**EXERCISE**. Write out, from the entries below, exactly the lines that run between the lines holding "from the store." and "fn get(&self, key: &str)", inclusive, and stop there.

(Extracted records)
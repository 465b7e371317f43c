//! Durable key/value storage for the timer state.
//!
//! The engine only sees [`PersistentStore`]: independent string keys, each
//! holding one JSON-encoded value, plus a change feed that lets other engine
//! instances sharing the store notice writes they did not make.

mod config;
mod memory;
mod sqlite;

pub use config::{BackendConfig, Config, LoggingConfig, TimerConfig};
pub use memory::MemoryStore;
pub use sqlite::SqliteStore;

use std::path::PathBuf;

use serde::{Deserialize, Serialize};
use tokio::sync::broadcast;

use crate::error::{ConfigError, StoreError};

/// Capacity of the change feed. A subscriber that falls further behind
/// than this sees a lag error and should resync from the store.
pub(crate) const CHANGE_FEED_CAPACITY: usize = 256;

/// One write to the store, as seen by subscribers.
#[derive(Debug, Clone, PartialEq, Eq, Serialize, Deserialize)]
pub struct StoreChange {
    pub key: String,
    /// Identifier of the engine instance that made the write.
    pub origin: String,
}

pub trait PersistentStore: Send + Sync {
    fn get(&self, key: &str) -> Result<Option<String>, StoreError>;

    /// Write `value` under `key` and announce the change to subscribers.
    fn set(&self, key: &str, value: &str, origin: &str) -> Result<(), StoreError>;

    /// Receive every subsequent write, including this process's own.
    fn subscribe(&self) -> broadcast::Receiver<StoreChange>;
}

/// Returns `~/.config/focuskeeper[-dev]/`, or `$FOCUSKEEPER_HOME` when set.
///
/// Set FOCUSKEEPER_ENV=dev to use the development data directory.
pub fn data_dir() -> Result<PathBuf, ConfigError> {
    let dir = match std::env::var_os("FOCUSKEEPER_HOME") {
        Some(home) => PathBuf::from(home),
        None => {
            let base_dir = dirs::home_dir()
                .unwrap_or_else(|| PathBuf::from("."))
                .join(".config");
            let env =
                std::env::var("FOCUSKEEPER_ENV").unwrap_or_else(|_| "production".to_string());
            if env == "dev" {
                base_dir.join("focuskeeper-dev")
            } else {
                base_dir.join("focuskeeper")
            }
        }
    };

    std::fs::create_dir_all(&dir)
        .map_err(|e| ConfigError::DataDir(format!("{}: {e}", dir.display())))?;
    Ok(dir)
}

pub(crate) fn change_feed() -> broadcast::Sender<StoreChange> {
    broadcast::channel(CHANGE_FEED_CAPACITY).0
}

pub(crate) fn announce(feed: &broadcast::Sender<StoreChange>, key: &str, origin: &str) {
    // No receivers is fine: nobody else is watching.
    let _ = feed.send(StoreChange {
        key: key.to_string(),
        origin: origin.to_string(),
    });
}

**EXPECTED ANSWER**.
/// than this sees a lag error and should resync from the store.
pub(crate) const CHANGE_FEED_CAPACITY: usize = 256;

/// One write to the store, as seen by subscribers.
#[derive(Debug, Clone, PartialEq, Eq, Serialize, Deserialize)]
pub struct StoreChange {
    pub key: String,
    /// Identifier of the engine instance that made the write.
    pub origin: String,
}

pub trait PersistentStore: Send + Sync {
    fn get(&self, key: &str) -> Result<Option<String>, StoreError>;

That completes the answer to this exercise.